What Does Samtools Flagstat Results Mean?
5
27
Entering edit mode
13.3 years ago
Sakti ▴ 530

Hi,

Once again, I'm bothering the knowledgeable people from this site :) I'm currently analyzing some RNAseq data from mouse, and after running TopHat on my paired-end files, I wanted to look at any form of program that could let me know how many reads from my dataset aligned, and how many of them properly aligned to the ref mouse genome annotation.

After performing the samtools flagstat on the accepted hits bam file, I get the following:

20968800 + 0 in total (QC-passed reads + QC-failed reads)
0 + 0 duplicates
20968800 + 0 mapped (100.00%:nan%)
20968800 + 0 paired in sequencing
11431237 + 0 read1
9537563 + 0 read2
71098 + 0 properly paired (0.34%:nan%)
6633306 + 0 with itself and mate mapped
14335494 + 0 singletons (68.37%:nan%)
0 + 0 with mate mapped to a different chr
0 + 0 with mate mapped to a different chr (mapQ>=5)
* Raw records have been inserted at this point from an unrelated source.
use syn::parse::{Parse, ParseStream};

use super::*;

mod kw {
    syn::custom_keyword!(scoped);
}

/// Implement `Capability` and `Environment` for a type.
pub fn expand(item: &syn::DeriveInput) -> Result<proc_macro2::TokenStream> {
    if let Some(param) = item.generics.params.first() {
        bail!(param, "capabilities cannot be generic")
    }

    let flag = if scoped(&item.attrs)? {
        quote! { ::effect_memo::Yes }
    } else {
        quote! { ::effect_memo::No }
    };

    let ty = &item.ident;
    Ok(quote! {
        impl ::effect_memo::Capability for #ty {
            type Scoped = #flag;
        }

        impl ::effect_memo::Environment for #ty {
            type Scoped = #flag;
        }
    })
}

/// Whether a `#[capability(scoped = ..)]` attribute marks the type as scoped.
///
/// The last attribute wins.
fn scoped(attrs: &[syn::Attribute]) -> Result<bool> {
    let mut scoped = false;
    for attr in attrs.iter().filter(|attr| attr.path().is_ident("capability")) {
        scoped = attr.parse_args::<Options>()?.scoped.value;
    }
    Ok(scoped)
}

/// The contents of a `#[capability(..)]` attribute.
struct Options {
    scoped: syn::LitBool,
}

impl Parse for Options {
    fn parse(input: ParseStream) -> Result<Self> {
        if !input.peek(kw::scoped) {
            return Err(input.error(
                "effect-memo: expected `scoped = true` or `scoped = false`",
            ));
        }

        input.parse::<kw::scoped>()?;
        input.parse::<syn::Token![=]>()?;
        let scoped = input.parse()?;
        if input.peek(syn::Token![,]) {
            input.parse::<syn::Token![,]>()?;
        }
        Ok(Self { scoped })
    }
}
I've been trying to look on how to interpret these numbers, and what does that properly paired (0.34%:nan%) means, but so far I haven't been lucky. I don't really know how to interpret the final flagstat output, and whether my alignment conditions worked at all.

I'd appreciate any piece of information on this issue, thanks!!!!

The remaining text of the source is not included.